Over the past few years, the shares of fertilizer producers have been mixed. Companies such as CF Industries (NYSE:CF) that had implemented growth plans when the market was weak and had the luxury of falling input costs to dampen the blow of lower fertilizer prices have performed very well. However, companies such as Mosaic (NYSE:MOS) have performed poorly. It is leveraged to the prices of phosphates and potash, and with these prices falling, this decline went directly to the company’s bottom line.
Then last year the potash producers were dealt an enormous blow when Russian potash producer Uralkali decided that it was not going to abide by its agreement to limit production and that it would start to produce as much as it wanted. Being one of the world’s lowest cost producers Uralkali was in an enviable position insofar as it could do this without jeopardizing its profitability.

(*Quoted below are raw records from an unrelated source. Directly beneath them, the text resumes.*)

//! Nonlinear conjugate gradient (Polak–Ribière+)

use crate::core::{ClassifierError, Objective, Result};
use crate::minimize::{ConvergenceStatus, MinimizeResult, WolfeLineSearch};
use log::{debug, trace};
use ndarray::{Array1, ArrayView1};
use std::time::Instant;

/// Conjugate gradient minimizer
///
/// Directions are updated with the Polak–Ribière formula clipped at zero,
/// and reset to steepest descent whenever they stop being descent
/// directions. Each iteration's first trial step is scaled from the
/// previous decrease in the objective.
#[derive(Debug, Clone)]
pub struct ConjugateGradient {
    pub max_iter: usize,
    /// Tolerance on the gradient infinity norm
    pub gtol: f64,
    pub line_search: WolfeLineSearch,
}

impl Default for ConjugateGradient {
    fn default() -> Self {
        Self::new(100, 1e-5)
    }
}

impl ConjugateGradient {
    pub fn new(max_iter: usize, gtol: f64) -> Self {
        Self {
            max_iter,
            gtol,
            line_search: WolfeLineSearch::default(),
        }
    }

    pub fn with_line_search(mut self, line_search: WolfeLineSearch) -> Self {
        self.line_search = line_search;
        self
    }

    /// Minimize `objective` starting from `x0`
    pub fn minimize<O: Objective + ?Sized>(
        &self,
        objective: &O,
        x0: Array1<f64>,
    ) -> Result<MinimizeResult> {
        if x0.len() != objective.dim() {
            return Err(ClassifierError::DimensionMismatch {
                expected: objective.dim(),
                actual: x0.len(),
            });
        }

        let start = Instant::now();
        let mut x = x0;
        let (mut value, mut gradient) = objective.evaluate(x.view())?;
        if !value.is_finite() {
            return Err(ClassifierError::NumericalSaturation(value));
        }

        let mut direction = -&gradient;
        let mut previous_value = value + gradient.dot(&gradient).sqrt() / 2.0;

        let finish = |x, value, gradient: &Array1<f64>, iterations, status| MinimizeResult {
            solution: x,
            objective_value: value,
            iterations,
            status,
            gradient_norm: inf_norm(gradient.view()),
            elapsed: start.elapsed(),
        };

        for iter in 0..self.max_iter {
            if inf_norm(gradient.view()) < self.gtol {
                debug!("Converged after {iter} iterations at {value:.6}");
                return Ok(finish(x, value, &gradient, iter, ConvergenceStatus::Converged));
            }

            let mut slope = gradient.dot(&direction);
            if slope >= 0.0 {
                direction = -&gradient;
                slope = -gradient.dot(&gradient);
            }

            let alpha0 = initial_step(value, previous_value, slope);
            let step = match self.line_search.search(
                objective,
                x.view(),
                value,
                gradient.view(),
                direction.view(),
                alpha0,
            )? {
                Some(step) => step,
                None => {
                    debug!("Line search stalled at iteration {iter}");
                    return Ok(finish(x, value, &gradient, iter, ConvergenceStatus::Stalled));
                }
            };
            trace!("Iteration {iter}: step {:.3e}, value {:.6}", step.alpha, step.value);

            let beta = polak_ribiere(step.gradient.view(), gradient.view());
            direction = &direction * beta - &step.gradient;

            previous_value = value;
            x = step.x;
            value = step.value;
            gradient = step.gradient;
        }

        Ok(finish(
            x,
            value,
            &gradient,
            self.max_iter,
            ConvergenceStatus::MaxIterations,
        ))
    }
}

/// β = max(0, g₁ᵀ(g₁ − g₀) / g₀ᵀg₀)
fn polak_ribiere(new_gradient: ArrayView1<f64>, old_gradient: ArrayView1<f64>) -> f64 {
    let denominator = old_gradient.dot(&old_gradient);
    if denominator == 0.0 {
        return 0.0;
    }
    let numerator = new_gradient.dot(&(&new_gradient - &old_gradient));
    (numerator / denominator).max(0.0)
}

fn initial_step(value: f64, previous_value: f64, slope: f64) -> f64 {
    let alpha = 1.01 * 2.0 * (value - previous_value) / slope;
    if alpha.is_finite() && alpha > 0.0 {
        alpha.min(1.0)
    } else {
        1.0
    }
}

fn inf_norm(v: ArrayView1<f64>) -> f64 {
    v.iter().fold(0.0, |acc, x| acc.max(x.abs()))
}

#[cfg(test)]
mod tests {
    use super::*;
    use approx::assert_relative_eq;
    use ndarray::array;

    /// ½ xᵀAx − bᵀx with a diagonal A
    struct Quadratic {
        diagonal: Array1<f64>,
        b: Array1<f64>,
    }

    impl Objective for Quadratic {
        fn dim(&self) -> usize {
            self.b.len()
        }

        fn evaluate(&self, params: ArrayView1<f64>) -> Result<(f64, Array1<f64>)> {
            let ax = &self.diagonal * &params;
            let value = 0.5 * params.dot(&ax) - self.b.dot(&params);
            Ok((value, ax - &self.b))
        }
    }

    struct Rosenbrock;

    impl Objective for Rosenbrock {
        fn dim(&self) -> usize {
            2
        }

        fn evaluate(&self, params: ArrayView1<f64>) -> Result<(f64, Array1<f64>)> {
            let (a, b) = (params[0], params[1]);
            let value = (1.0 - a).powi(2) + 100.0 * (b - a * a).powi(2);
            let gradient = array![
                -2.0 * (1.0 - a) - 400.0 * a * (b - a * a),
                200.0 * (b - a * a)
            ];
            Ok((value, gradient))
        }
    }

    struct AlwaysInfinite;

    impl Objective for AlwaysInfinite {
        fn dim(&self) -> usize {
            1
        }

        fn evaluate(&self, _params: ArrayView1<f64>) -> Result<(f64, Array1<f64>)> {
            Ok((f64::INFINITY, array![0.0]))
        }
    }

    #[test]
    fn test_minimizes_quadratic() {
        let objective = Quadratic {
            diagonal: array![1.0, 4.0, 10.0],
            b: array![1.0, 2.0, -5.0],
        };
        let result = ConjugateGradient::default()
            .minimize(&objective, Array1::zeros(3))
            .unwrap();

        assert_eq!(result.status, ConvergenceStatus::Converged);
        assert!(result.gradient_norm < 1e-5);
        assert_relative_eq!(result.solution[0], 1.0, epsilon = 1e-4);
        assert_relative_eq!(result.solution[1], 0.5, epsilon = 1e-4);
        assert_relative_eq!(result.solution[2], -0.5, epsilon = 1e-4);
    }

    #[test]
    fn test_already_optimal_start() {
        let objective = Quadratic {
            diagonal: array![2.0],
            b: array![0.0],
        };
        let result = ConjugateGradient::default()
            .minimize(&objective, array![0.0])
            .unwrap();
        assert!(result.converged());
        assert_eq!(result.iterations, 0);
    }

    #[test]
    fn test_iteration_cap() {
        let result = ConjugateGradient::new(3, 1e-12)
            .minimize(&Rosenbrock, array![-1.2, 1.0])
            .unwrap();
        assert_eq!(result.status, ConvergenceStatus::MaxIterations);
        assert_eq!(result.iterations, 3);
    }

    #[test]
    fn test_rosenbrock_decreases() {
        let start = array![-1.2, 1.0];
        let (initial, _) = Rosenbrock.evaluate(start.view()).unwrap();
        let result = ConjugateGradient::new(2000, 1e-6)
            .minimize(&Rosenbrock, start)
            .unwrap();
        assert!(result.objective_value < initial);
        assert!(result.objective_value.is_finite());
    }

    #[test]
    fn test_non_finite_start_is_rejected() {
        assert!(matches!(
            ConjugateGradient::default().minimize(&AlwaysInfinite, array![0.0]),
            Err(ClassifierError::NumericalSaturation(_))
        ));
    }

    #[test]
    fn test_start_dimension_checked() {
        let objective = Quadratic {
            diagonal: array![1.0, 1.0],
            b: array![0.0, 0.0],
        };
        assert!(matches!(
            ConjugateGradient::default().minimize(&objective, Array1::zeros(3)),
            Err(ClassifierError::DimensionMismatch {
                expected: 2,
                actual: 3
            })
        ));
    }

    #[test]
    fn test_polak_ribiere_is_clipped() {
        let beta = polak_ribiere(array![0.0, 1.0].view(), array![0.0, 2.0].view());
        assert_eq!(beta, 0.0);
        let beta = polak_ribiere(array![2.0, 0.0].view(), array![1.0, 0.0].view());
        assert_relative_eq!(beta, 2.0);
    }
}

This move sent shares of global fertilizer producers down dramatically, although this turned out to be an incredible buying opportunity. Nearly a year later these stocks have almost fully recovered, and while it has had to claw its way higher, it appears as though the shares of Mosaic and its potash-producing peers have broken out.
Of the companies in this space, my favorite is Mosaic for a couple of reasons. The first is that Mosaic gets more sales than its peers from phosphate-based fertilizer products. Nevertheless, when the Uralkali news broke last summer, the stock was hit just as hard as its peers because all companies that produce potash were lumped together by short-sighted traders. Phosphate-based fertilizers are as essential as potash in improving crop growth, and yet unlike potash most global phosphate reserves are concentrated in one part of the world: Western Africa. As the dominant phosphate producing company in North America, Mosaic is positioned to benefit should West African supply dry up for whatever reason.
The second is that during the latter stages of the fertilizer bear market, Mosaic was making deals in order to expand its business. It was able to do this because it had saved up its cash during the boom in 2009 – 2010. Last year, the company bought CF Industries’ phosphate business. It also bought back a lot of stock over the past year or so. Finally, the company has been expanding in to South America — and in Brazil in particular — in order to develop a fertilizer distribution center there. This will make it the leader in one of the fastest growing global agricultural commodity exporters in the world, and the company will benefit enormously.
Given these points, I think Mosaic is probably the best positioned fertilizer company to benefit from the inevitable boom in the sector. While investors are worried about a potash glut, this is already priced into the market. Furthermore, there is no such glut in phosphates, and as investors begin to make the difference, they will see the potential in Mosaic shares. Finally, while agricultural commodities have been on a wild ride over the past decade, it has been generally trending higher as the amount of food needed to feed the world has been increasing with the global population. Eventually this will drive prices higher, and that will give fertilizer companies such as Mosaic more pricing power than they have today.
Mosaic shares have been struggling with the $50/share level for some time, although last week it finally broke out and held that level. The stock traded 4 percent higher for the week on volume of about 5 million shares per day versus an average of less than 3 million shares per day. This means that there are people with a lot of money who believe that Mosaic is a bet worth making even if this means driving the stock to a new high for the year. I think this is a worthwhile bet.
Disclosure: Ben Kramer-Miller is long shares of Mosaic Company and CF Industries.